When answering an inbound call, respond with TwiML containing <Connect><Stream url="wss://your-server.example.com/stream" /></Connect> to start a bidirectional Media Stream.
Accept the WebSocket upgrade on your server; Twilio will first send a connected message (event: connected) then a start message with stream metadata including the StreamSid, AccountSid, CallSid, and media format.
Media messages arrive as JSON text frames where event=media; the payload field contains the audio encoded as Base64-encoded 8-bit PCM mono mu-law (PCMU) at 8 kHz — decode from Base64 before piping to an STT or audio processor.
To inject audio back into the call, send a media message JSON frame with a Base64-encoded PCMU 8 kHz payload in the payload field, specifying the StreamSid.

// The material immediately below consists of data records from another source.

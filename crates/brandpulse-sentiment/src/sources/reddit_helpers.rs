//! Reddit request building and post conversion.

use brandpulse_core::{from_epoch_seconds, Mention, MISSING_AUTHOR};

use super::reddit::Post;
use crate::error::SentimentError;

pub(super) fn search_params(
    brand: &str,
    page_size: u32,
    after: Option<&str>,
) -> Vec<(&'static str, String)> {
    let mut params = vec![
        ("q", brand.to_string()),
        ("restrict_sr", "true".to_string()),
        ("sort", "new".to_string()),
        ("type", "link".to_string()),
        ("limit", page_size.to_string()),
        ("raw_json", "1".to_string()),
    ];
    if let Some(cursor) = after {
        params.push(("after", cursor.to_string()));
    }
    params
}

/// Deleted and missing accounts collapse to [`MISSING_AUTHOR`].
fn normalize_author(author: Option<&str>) -> String {
    match author.map(str::trim) {
        Some(name) if !name.is_empty() && name != "[deleted]" => name.to_string(),
        _ => MISSING_AUTHOR.to_string(),
    }
}

/// Map one search result to an unscored mention.
///
/// `subreddit` is the community that was searched, not the post's own field.
///
/// # Errors
///
/// Returns [`SentimentError::InputShape`] when the post lacks an id, title,
/// timestamp or permalink.
pub(super) fn to_mention(
    post: &Post,
    subreddit: &str,
    brand: &str,
) -> Result<Mention, SentimentError> {
    let data = &post.data;
    let id = data
        .id
        .as_deref()
        .filter(|id| !id.is_empty())
        .ok_or_else(|| SentimentError::InputShape("search result has no id".to_string()))?;

    let missing = |field: &str| SentimentError::InputShape(format!("post {id} has no {field}"));

    let title = data.title.as_deref().ok_or_else(|| missing("title"))?;
    let permalink = data.permalink.as_deref().ok_or_else(|| missing("permalink"))?;
    let created_utc = data
        .created_utc
        .and_then(from_epoch_seconds)
        .ok_or_else(|| missing("created_utc"))?;
    let body = data.selftext.as_deref().unwrap_or_default();

    Ok(Mention::unscored(
        id,
        brand,
        format!("{title} {body}"),
        subreddit,
        normalize_author(data.author.as_deref()),
        created_utc,
        format!("https://reddit.com{permalink}"),
    ))
}

#[cfg(test)]
mod tests {
    use brandpulse_core::SentimentLabel;

    use super::super::reddit::PostData;
    use super::*;

    fn post(title: Option<&str>, author: Option<&str>) -> Post {
        Post {
            data: PostData {
                id: Some("1abcde".to_string()),
                title: title.map(ToString::to_string),
                selftext: Some("Runs cool and quiet.".to_string()),
                author: author.map(ToString::to_string),
                created_utc: Some(1_714_000_000.0),
                permalink: Some("/r/hardware/comments/1abcde/new_gpu/".to_string()),
            },
        }
    }

    #[test]
    fn search_params_request_newest_link_results() {
        let params = search_params("NVIDIA", 100, None);
        assert!(params.contains(&("q", "NVIDIA".to_string())));
        assert!(params.contains(&("sort", "new".to_string())));
        assert!(params.contains(&("restrict_sr", "true".to_string())));
        assert!(params.contains(&("limit", "100".to_string())));
        assert!(!params.iter().any(|(k, _)| *k == "after"));

        let params = search_params("NVIDIA", 25, Some("t3_xyz"));
        assert!(params.contains(&("after", "t3_xyz".to_string())));
    }

    #[test]
    fn to_mention_joins_title_and_body_with_placeholder_sentiment() {
        let mention = to_mention(&post(Some("New GPU"), Some("alice")), "hardware", "NVIDIA")
            .expect("valid post");
        assert_eq!(mention.id, "1abcde");
        assert_eq!(mention.brand, "NVIDIA");
        assert_eq!(mention.text, "New GPU Runs cool and quiet.");
        assert_eq!(mention.subreddit, "hardware");
        assert_eq!(mention.author, "alice");
        assert_eq!(
            mention.url,
            "https://reddit.com/r/hardware/comments/1abcde/new_gpu/"
        );
        assert_eq!(mention.sentiment_score, 0.0);
        assert_eq!(mention.sentiment_label, SentimentLabel::Neutral);
    }

    #[test]
    fn deleted_or_missing_author_becomes_sentinel() {
        let deleted = to_mention(&post(Some("t"), Some("[deleted]")), "hardware", "AMD").unwrap();
        assert_eq!(deleted.author, MISSING_AUTHOR);
        let missing = to_mention(&post(Some("t"), None), "hardware", "AMD").unwrap();
        assert_eq!(missing.author, MISSING_AUTHOR);
    }

    #[test]
    fn missing_title_is_input_shape_error() {
        let err = to_mention(&post(None, Some("alice")), "hardware", "AMD").unwrap_err();
        assert!(
            matches!(err, SentimentError::InputShape(ref msg) if msg.contains("title")),
            "unexpected error: {err:?}"
        );
    }
}
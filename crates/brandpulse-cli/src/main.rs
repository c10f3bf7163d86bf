mod query;
mod update;

use brandpulse_db::MentionStore;
use clap::{Parser, Subcommand};
use tracing_subscriber::EnvFilter;

#[derive(Debug, Parser)]
#[command(name = "brandpulse")]
#[command(about = "Collect, score and inspect Reddit brand mentions")]
struct Cli {
    #[command(subcommand)]
    command: Option<Commands>,
}

#[derive(Debug, Subcommand)]
enum Commands {
    /// Fetch new mentions, score them and append them to the store (default)
    Update,
    /// Show stored mention counts per brand and sentiment label
    Status,
    /// Write every stored mention to stdout as CSV
    Export,
}

#[tokio::main]
async fn main() -> anyhow::Result<()> {
    dotenvy::dotenv().ok();
    let config = brandpulse_core::load_app_config()?;
    let env_filter = EnvFilter::try_from_default_env()
        .or_else(|_| EnvFilter::try_new(config.log_level.clone()))?;
    // stdout carries command output (CSV for `export`), so logs go to stderr.
    tracing_subscriber::fmt()
        .with_env_filter(env_filter)
        .with_writer(std::io::stderr)
        .init();

    let cli = Cli::parse();
    let store = MentionStore::new(&config.db_path);

    match cli.command {
        None | Some(Commands::Update) => update::run_update(&config, &store).await,
        Some(Commands::Status) => query::run_status(&store).await,
        Some(Commands::Export) => query::run_export(&store).await,
    }
}
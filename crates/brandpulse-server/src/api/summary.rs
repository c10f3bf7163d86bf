use axum::{
    extract::{Query, State},
    Extension, Json,
};
use brandpulse_core::Mention;
use serde::{Deserialize, Serialize};

use crate::dashboard::{summarize, top_posts, FilterQuery, Summary, TopPostSort};
use crate::middleware::RequestId;

use super::{load_view, ApiError, ApiResponse, AppState};

#[derive(Debug, Serialize)]
pub(super) struct SummaryData {
    pub empty: bool,
    pub warning: Option<String>,
    pub summary: Summary,
}

#[derive(Debug, Deserialize)]
pub(super) struct TopPostsQuery {
    #[serde(default)]
    pub sort: TopPostSort,
}

#[derive(Debug, Serialize)]
pub(super) struct TopPostsData {
    pub empty: bool,
    pub warning: Option<String>,
    pub posts: Vec<Mention>,
}

pub(super) async fn get_summary(
    State(state): State<AppState>,
    Extension(req_id): Extension<RequestId>,
    Query(query): Query<FilterQuery>,
) -> Result<Json<ApiResponse<SummaryData>>, ApiError> {
    let view = load_view(&state, &req_id.0, &query).await?;
    let rows = view.rows();
    let (empty, warning) = view.notice(rows.len());

    Ok(ApiResponse::new(
        SummaryData {
            empty,
            warning,
            summary: summarize(&rows),
        },
        req_id.0,
    ))
}

pub(super) async fn get_top_posts(
    State(state): State<AppState>,
    Extension(req_id): Extension<RequestId>,
    Query(query): Query<FilterQuery>,
    Query(sort): Query<TopPostsQuery>,
) -> Result<Json<ApiResponse<TopPostsData>>, ApiError> {
    let view = load_view(&state, &req_id.0, &query).await?;
    let rows = view.rows();
    let (empty, warning) = view.notice(rows.len());

    let posts = top_posts(&rows, sort.sort).into_iter().cloned().collect();
    Ok(ApiResponse::new(
        TopPostsData {
            empty,
            warning,
            posts,
        },
        req_id.0,
    ))
}
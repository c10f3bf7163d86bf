use std::net::SocketAddr;
use std::path::PathBuf;

#[derive(Debug, Clone, PartialEq, Eq)]
pub struct AppConfig {
    pub db_path: PathBuf,
    pub bind_addr: SocketAddr,
    pub log_level: String,
    pub cache_ttl_secs: u64,
    pub request_timeout_secs: u64,
    pub tracking_path: Option<PathBuf>,
}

To discard buffered outbound audio (e.g. to interrupt a TTS response), send a clear message frame with the StreamSid.
Known gotchas
Audio is always PCMU (mu-law) at 8000 Hz — Twilio does not support configurable encoding on Media Streams; STT services that require linear16 need a mu-law-to-PCM conversion step.
Twilio sends inbound audio in 20 ms chunks; network jitter may cause packet bunching — buffer and reorder by sequence number if strict timing matters.
A mark event sent after injecting audio is echoed back by Twilio when that audio finishes playing, enabling precise speech-end detection.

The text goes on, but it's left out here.